This page contains quotes from the book:
Information Literacy in the Age of Algorithms: Student Experiences with News and Information, and The Need for Change by Alison J. Head, Ph.D., Barbara Fister and Margy MacMillan
We live in an era of ambient information. Amidst the daily flood of digital news, memes, opinion, advertising, and propaganda, there is rising concern about how popular platforms, and the algorithms they increasingly employ, may influence our lives, deepen divisions in society, and foment polarization, extremism, and distrust, (Head et al., n.d., p.1)

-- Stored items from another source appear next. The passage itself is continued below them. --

//! Game state and core simulation types
//!
//! One explicit state value owns everything a run mutates: player kinematics,
//! live entities, score counters, difficulty, spawn-gate anchors and the RNG.
//! All coordinates are world-space; `scroll` derives screen positions.

use rand::SeedableRng;
use rand_pcg::Pcg32;
use serde::{Deserialize, Serialize};

use crate::config::Config;

/// Current phase of a run
#[derive(Debug, Clone, Copy, PartialEq, Eq, Serialize, Deserialize)]
pub enum Phase {
    /// Active gameplay
    Running,
    /// Frozen; the frame driver keeps ticking at idle
    Paused,
    /// Run ended by a lethal collision; only restart leaves this state
    GameOver,
}

/// Palette slot for obstacle rendering; no gameplay meaning
#[derive(Debug, Clone, Copy, PartialEq, Eq, Serialize, Deserialize)]
pub enum ObstacleColor {
    One,
    Two,
    Three,
}

impl ObstacleColor {
    pub const ALL: [ObstacleColor; 3] = [ObstacleColor::One, ObstacleColor::Two, ObstacleColor::Three];

    /// 1-based palette index for CSS variable lookup on the presentation side
    pub fn index(self) -> u8 {
        match self {
            ObstacleColor::One => 1,
            ObstacleColor::Two => 2,
            ObstacleColor::Three => 3,
        }
    }
}

/// A hazard entity
#[derive(Debug, Clone, Serialize, Deserialize)]
pub struct Obstacle {
    pub id: u32,
    pub world_x: f32,
    pub y: f32,
    pub width: f32,
    pub height: f32,
    pub color: ObstacleColor,
}

/// A collectible pizza
#[derive(Debug, Clone, Serialize, Deserialize)]
pub struct Pickup {
    pub id: u32,
    pub world_x: f32,
    pub y: f32,
    pub width: f32,
    pub height: f32,
}

/// The player's kinematic state
///
/// `y` is the top edge of the bounding box; standing on the floor means
/// `y == cfg.ground_y()`. `prev_y` is the position at the start of the
/// current tick, kept explicitly for the stomp "came from above" check.
#[derive(Debug, Clone, Serialize, Deserialize)]
pub struct Player {
    pub world_x: f32,
    pub y: f32,
    pub prev_y: f32,
    pub vel_y: f32,
    pub is_jumping: bool,
    pub can_boost_jump: bool,
    /// Presentation-only movement flag
    pub is_moving_horizontally: bool,
    /// Presentation-only run-cycle frame (0 = standing, 1/2 = steps)
    pub animation_frame: u8,
}

impl Player {
    fn new(cfg: &Config) -> Self {
        Self {
            world_x: cfg.player_screen_x,
            y: cfg.ground_y(),
            prev_y: cfg.ground_y(),
            vel_y: 0.0,
            is_jumping: false,
            can_boost_jump: false,
            is_moving_horizontally: false,
            animation_frame: 0,
        }
    }

    /// Apply an edge-triggered jump press: ground jump, or the single mid-air
    /// boost while still ascending. Anything else is ignored.
    pub fn apply_jump(&mut self, cfg: &Config) {
        if !self.is_jumping {
            self.vel_y = cfg.jump_strength;
            self.is_jumping = true;
            self.can_boost_jump = true;
        } else if self.can_boost_jump && self.vel_y < 0.0 {
            self.vel_y += cfg.jump_boost_strength;
            self.can_boost_jump = false;
        }
    }

    /// Feet position at the start of the current tick
    pub fn prev_feet_y(&self, cfg: &Config) -> f32 {
        self.prev_y + cfg.player_height
    }
}

/// Complete run state
#[derive(Debug, Clone)]
pub struct GameState {
    /// Run seed, reused on reset so a restart replays the same spawn stream
    pub seed: u64,
    pub rng: Pcg32,
    pub phase: Phase,
    pub player: Player,
    pub obstacles: Vec<Obstacle>,
    pub pickups: Vec<Pickup>,

    pub pizzas_collected: u32,
    pub miles_covered: u32,

    pub obstacle_speed: f32,
    pub obstacle_spawn_interval_ms: f64,
    pub pizza_spawn_interval_ms: f64,
    pub last_difficulty_milestone: u32,

    /// Simulated time, advanced only while Running. Spawn gates and the
    /// distance cadence run on this clock so pausing freezes them for free.
    pub run_time_ms: f64,
    pub mile_accum_ms: f64,
    pub anim_accum_ms: f64,
    pub last_obstacle_spawn_ms: f64,
    pub last_pizza_spawn_ms: f64,

    next_id: u32,
}

impl GameState {
    /// Fresh run state, ready to tick
    pub fn new(cfg: &Config, seed: u64) -> Self {
        Self {
            seed,
            rng: Pcg32::seed_from_u64(seed),
            phase: Phase::Running,
            player: Player::new(cfg),
            obstacles: Vec::new(),
            pickups: Vec::new(),
            pizzas_collected: 0,
            miles_covered: 0,
            obstacle_speed: cfg.initial_obstacle_speed,
            obstacle_spawn_interval_ms: cfg.initial_obstacle_spawn_interval_ms,
            pizza_spawn_interval_ms: cfg.initial_pizza_spawn_interval_ms,
            last_difficulty_milestone: 0,
            run_time_ms: 0.0,
            mile_accum_ms: 0.0,
            anim_accum_ms: 0.0,
            last_obstacle_spawn_ms: 0.0,
            last_pizza_spawn_ms: 0.0,
            next_id: 1,
        }
    }

    /// Full reset to start-of-run defaults; every field reinitializes
    pub fn reset(&mut self, cfg: &Config) {
        *self = Self::new(cfg, self.seed);
    }

    /// Allocate a unique entity ID
    pub fn next_entity_id(&mut self) -> u32 {
        let id = self.next_id;
        self.next_id += 1;
        id
    }

    /// Derived scroll offset (see `scroll`)
    pub fn world_scroll_x(&self, cfg: &Config) -> f32 {
        super::scroll::world_scroll_x(self.player.world_x, cfg.player_screen_x)
    }
}
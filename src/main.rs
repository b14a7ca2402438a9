//! Pizza Dash entry point
//!
//! Headless demo driver: runs the simulation with a fixed-step clock and a
//! naive autoplayer, then dumps the final snapshot as JSON. Useful for
//! smoke-testing tuning changes without a presentation layer attached.

use pizza_dash::scheduler::{FixedStepClock, FrameDriver};
use pizza_dash::{Config, ConfigError, Game, Phase};

/// Two minutes at 60 Hz
const MAX_FRAMES: u64 = 2 * 60 * 60;

fn main() {
    env_logger::init();
    if let Err(err) = run() {
        log::error!("{err}");
        std::process::exit(1);
    }
}

fn run() -> Result<(), ConfigError> {
    let mut game = Game::new(Config::default())?;
    let mut driver = FrameDriver::new(FixedStepClock::default());
    driver.start();

    // Autoplayer: hop on a fixed cadence; it will lose eventually
    let mut frame: u64 = 0;
    while game.snapshot().phase == Phase::Running && frame < MAX_FRAMES {
        if frame % 50 == 0 {
            game.trigger_jump();
        }
        driver.step(&mut game);
        frame += 1;
    }
    driver.stop();

    let snap = game.snapshot();
    log::info!(
        "run ended after {frame} frames: {} miles, {} pizzas, phase {:?}",
        snap.miles_covered,
        snap.pizzas_collected,
        snap.phase
    );
    if let Ok(json) = serde_json::to_string_pretty(&snap) {
        println!("{json}");
    }
    Ok(())
}
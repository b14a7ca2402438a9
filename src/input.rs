//! Input latch
//!
//! Decouples the host's event callbacks from the simulation tick. Held
//! movement keys are level-triggered; jump and pause are edge-triggered
//! one-shots that are consumed by the next tick. Duplicate triggers between
//! two ticks collapse into one, so a key-repeat storm can never double-apply
//! an impulse.

/// Held horizontal movement direction
#[derive(Debug, Clone, Copy, PartialEq, Eq, Default)]
pub enum HorizontalDir {
    Left,
    Right,
    #[default]
    None,
}

/// Input consumed by a single tick
#[derive(Debug, Clone, Copy, Default)]
pub struct FrameInput {
    pub left: bool,
    pub right: bool,
    pub jump: bool,
    pub pause: bool,
}

/// Accumulates input events between ticks
#[derive(Debug, Clone, Default)]
pub struct InputLatch {
    left_held: bool,
    right_held: bool,
    jump_pending: bool,
    pause_pending: bool,
}

impl InputLatch {
    pub fn new() -> Self {
        Self::default()
    }

    /// Replace the held direction (single-direction hosts such as touch UIs)
    pub fn set_horizontal(&mut self, dir: HorizontalDir) {
        self.left_held = dir == HorizontalDir::Left;
        self.right_held = dir == HorizontalDir::Right;
    }

    /// Key-level interface: both directions may be held at once (net zero)
    pub fn hold_left(&mut self, held: bool) {
        self.left_held = held;
    }

    pub fn hold_right(&mut self, held: bool) {
        self.right_held = held;
    }

    /// Queue a jump for the next tick. Idempotent until consumed.
    pub fn trigger_jump(&mut self) {
        self.jump_pending = true;
    }

    /// Queue a pause toggle for the next tick. Idempotent until consumed.
    pub fn toggle_pause(&mut self) {
        self.pause_pending = true;
    }

    /// Take the input for one tick, clearing one-shot events
    pub fn drain(&mut self) -> FrameInput {
        let input = FrameInput {
            left: self.left_held,
            right: self.right_held,
            jump: self.jump_pending,
            pause: self.pause_pending,
        };
        self.jump_pending = false;
        self.pause_pending = false;
        input
    }

    /// Release everything (on restart)
    pub fn clear(&mut self) {
        *self = Self::default();
    }
}
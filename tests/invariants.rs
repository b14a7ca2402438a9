//! Property tests for the run invariants that must hold across any input
//! sequence: the ground clamp, the single mid-air boost, monotonic
//! difficulty, off-screen culling, and full restart resets.

use proptest::prelude::*;

use pizza_dash::sim::{scroll, tick};
use pizza_dash::{Config, FrameInput, Game, GameState, Phase};

/// One frame of random input plus its wall-clock delta
fn frame() -> impl Strategy<Value = (FrameInput, f64)> {
    (
        any::<bool>(),
        any::<bool>(),
        prop::bool::weighted(0.2),
        prop::bool::weighted(0.03),
        1.0..120.0f64,
    )
        .prop_map(|(left, right, jump, pause, dt)| {
            (
                FrameInput {
                    left,
                    right,
                    jump,
                    pause,
                },
                dt,
            )
        })
}

fn frames() -> impl Strategy<Value = Vec<(FrameInput, f64)>> {
    prop::collection::vec(frame(), 1..400)
}

proptest! {
    #[test]
    fn ground_clamp_always_holds(seed in any::<u64>(), inputs in frames()) {
        let cfg = Config::default();
        let mut state = GameState::new(&cfg, seed);
        for (input, dt) in inputs {
            tick(&mut state, &input, dt, &cfg);
            prop_assert!(state.player.y <= cfg.ground_y());
            if state.player.y == cfg.ground_y() {
                prop_assert_eq!(state.player.vel_y, 0.0);
                prop_assert!(!state.player.is_jumping);
            }
        }
    }

    #[test]
    fn at_most_one_boost_per_airtime(seed in any::<u64>(), inputs in frames()) {
        let cfg = Config::default();
        let mut state = GameState::new(&cfg, seed);
        let mut boosts_this_airtime = 0u32;
        for (input, dt) in inputs {
            // Keep hazards out of the way so every velocity change is pure
            // jump/boost/gravity arithmetic
            state.obstacles.clear();
            let was_airborne = state.player.is_jumping;
            let vel_before = state.player.vel_y;

            tick(&mut state, &input, dt, &cfg);

            if !state.player.is_jumping {
                boosts_this_airtime = 0;
                continue;
            }
            if was_airborne && input.jump {
                let dv = state.player.vel_y - vel_before;
                let boost_dv = cfg.jump_boost_strength + cfg.gravity;
                if (dv - boost_dv).abs() < 1e-4 {
                    boosts_this_airtime += 1;
                    // Boosts only ever fire while still ascending
                    prop_assert!(vel_before < 0.0);
                }
            }
            prop_assert!(boosts_this_airtime <= 1);
        }
    }

    #[test]
    fn difficulty_never_relaxes(seed in any::<u64>(), inputs in frames()) {
        let cfg = Config::default();
        let mut state = GameState::new(&cfg, seed);
        for (input, dt) in inputs {
            let speed = state.obstacle_speed;
            let obstacle_interval = state.obstacle_spawn_interval_ms;
            let pizza_interval = state.pizza_spawn_interval_ms;

            tick(&mut state, &input, dt, &cfg);

            prop_assert!(state.obstacle_speed >= speed);
            prop_assert!(state.obstacle_spawn_interval_ms <= obstacle_interval);
            prop_assert!(state.pizza_spawn_interval_ms <= pizza_interval);
            prop_assert!(state.obstacle_spawn_interval_ms >= cfg.min_obstacle_spawn_interval_ms);
            prop_assert!(state.pizza_spawn_interval_ms >= cfg.min_pizza_spawn_interval_ms);
        }
    }

    #[test]
    fn stale_entities_always_culled(seed in any::<u64>(), inputs in frames()) {
        let cfg = Config::default();
        let mut state = GameState::new(&cfg, seed);
        for (input, dt) in inputs {
            tick(&mut state, &input, dt, &cfg);
            let scroll_x = state.world_scroll_x(&cfg);
            for obs in &state.obstacles {
                prop_assert!(scroll::screen_x(obs.world_x, scroll_x) + obs.width > 0.0);
            }
            for p in &state.pickups {
                prop_assert!(scroll::screen_x(p.world_x, scroll_x) + p.width > 0.0);
            }
        }
    }

    #[test]
    fn restart_resets_regardless_of_history(seed in any::<u64>(), inputs in frames()) {
        let cfg = Config::default();
        let mut game = Game::with_seed(cfg.clone(), seed).unwrap();
        let mut now = 0.0;
        for (input, dt) in inputs {
            game.input_mut().hold_left(input.left);
            game.input_mut().hold_right(input.right);
            if input.jump {
                game.trigger_jump();
            }
            if input.pause {
                game.toggle_pause();
            }
            now += dt;
            game.on_frame(now);
        }

        game.restart();
        let snap = game.snapshot();
        prop_assert_eq!(snap.phase, Phase::Running);
        prop_assert_eq!(snap.pizzas_collected, 0);
        prop_assert_eq!(snap.miles_covered, 0);
        prop_assert!(snap.obstacles.is_empty());
        prop_assert!(snap.pickups.is_empty());
        prop_assert_eq!(snap.player.y, cfg.ground_y());
        prop_assert_eq!(game.state().obstacle_speed, cfg.initial_obstacle_speed);
        prop_assert_eq!(
            game.state().obstacle_spawn_interval_ms,
            cfg.initial_obstacle_spawn_interval_ms
        );
    }
}
//! Collision detection and stomp classification
//!
//! Everything here works on axis-aligned screen-space rectangles: the player
//! sits at a fixed column and entity world positions are mapped through the
//! scroll offset before they get here. The interesting case is telling a stomp
//! (landed on the obstacle from above) apart from a lethal side hit, using the
//! player's previous-tick feet position.

use glam::Vec2;

use crate::config::Config;

use super::state::{Obstacle, Player};

/// Axis-aligned bounding box, top-left anchored (+y is down)
#[derive(Debug, Clone, Copy, PartialEq)]
pub struct Aabb {
    pub min: Vec2,
    pub size: Vec2,
}

impl Aabb {
    pub fn new(x: f32, y: f32, width: f32, height: f32) -> Self {
        Self {
            min: Vec2::new(x, y),
            size: Vec2::new(width, height),
        }
    }

    #[inline]
    pub fn max(&self) -> Vec2 {
        self.min + self.size
    }

    #[inline]
    pub fn top(&self) -> f32 {
        self.min.y
    }

    #[inline]
    pub fn bottom(&self) -> f32 {
        self.min.y + self.size.y
    }

    /// Strict AABB overlap; touching edges do not count
    pub fn overlaps(&self, other: &Aabb) -> bool {
        self.min.x < other.max().x
            && self.max().x > other.min.x
            && self.min.y < other.max().y
            && self.max().y > other.min.y
    }
}

/// Outcome of a player/obstacle overlap
#[derive(Debug, Clone, Copy, PartialEq, Eq)]
pub enum ObstacleHit {
    /// Landed on top: obstacle is destroyed, player bounces
    Stomp,
    /// Anything else: the run ends
    Lethal,
}

/// Player's screen-space rectangle (fixed column, current y)
pub fn player_rect(player: &Player, cfg: &Config) -> Aabb {
    Aabb::new(
        cfg.player_screen_x,
        player.y,
        cfg.player_width,
        cfg.player_height,
    )
}

/// Obstacle's screen-space rectangle for the given scroll offset
pub fn obstacle_rect(obstacle: &Obstacle, scroll_x: f32) -> Aabb {
    Aabb::new(
        super::scroll::screen_x(obstacle.world_x, scroll_x),
        obstacle.y,
        obstacle.width,
        obstacle.height,
    )
}

/// Classify an overlap between the player and one obstacle.
///
/// Returns `None` when the rects do not overlap. A stomp requires all of:
/// - the player is falling (`vel_y > 0`)
/// - the player's feet at the start of the tick were at or above the
///   obstacle's top edge, within a tolerance band of
///   `stomp_tolerance_frac * height`
/// - the feet have only reached into the top `stomp_depth_frac` of the
///   obstacle, not through it
///
/// The tolerance and depth fractions are empirically tuned and make no claim
/// of generalizing to very flat or very tall obstacles; they are configurable
/// for that reason.
pub fn classify_obstacle_hit(
    player: &Aabb,
    prev_feet_y: f32,
    vel_y: f32,
    obstacle: &Aabb,
    cfg: &Config,
) -> Option<ObstacleHit> {
    if !player.overlaps(obstacle) {
        return None;
    }

    let tolerance = cfg.stomp_tolerance_frac * obstacle.size.y;
    let max_depth = obstacle.top() + cfg.stomp_depth_frac * obstacle.size.y;

    let falling = vel_y > 0.0;
    let came_from_above = prev_feet_y <= obstacle.top() + tolerance;
    let shallow = player.bottom() <= max_depth;

    if falling && came_from_above && shallow {
        Some(ObstacleHit::Stomp)
    } else {
        Some(ObstacleHit::Lethal)
    }
}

Algorithms — rule-based processes for solving problems — predate computers. It was not, however, until the word “Google” became synonymous with “to search online” in the early
2000s that the idea of algorithms entered the public consciousness. That was when we began
to notice how clever computer code influenced our daily lives by recommending Netflix films, remembering preferences for Amazon purchases, and finding our friends on Facebook’s precursors, such as Friendster and MySpace. Within a few years of its founding in 1998, Google
needed a profitable business model, so it began to make use of the digital trails we all leave behind to profit from personalized advertising. Facebook soon followed. The behemoth social media platform built its reputation and advertising might on its “social graph,” the interconnections among people online, enriched by metrics of “friends” and “likes.” During the same time, the news industry began to struggle as startups like Craigslist began to cannibalize classified ad revenues and subscriptions dwindled as readers enjoyed free news online. News organizations were forced to negotiate fraught relationships with platforms that increasingly dominated both digital advertising and monopolized audience attention, (Head et al., n.d., p. 3).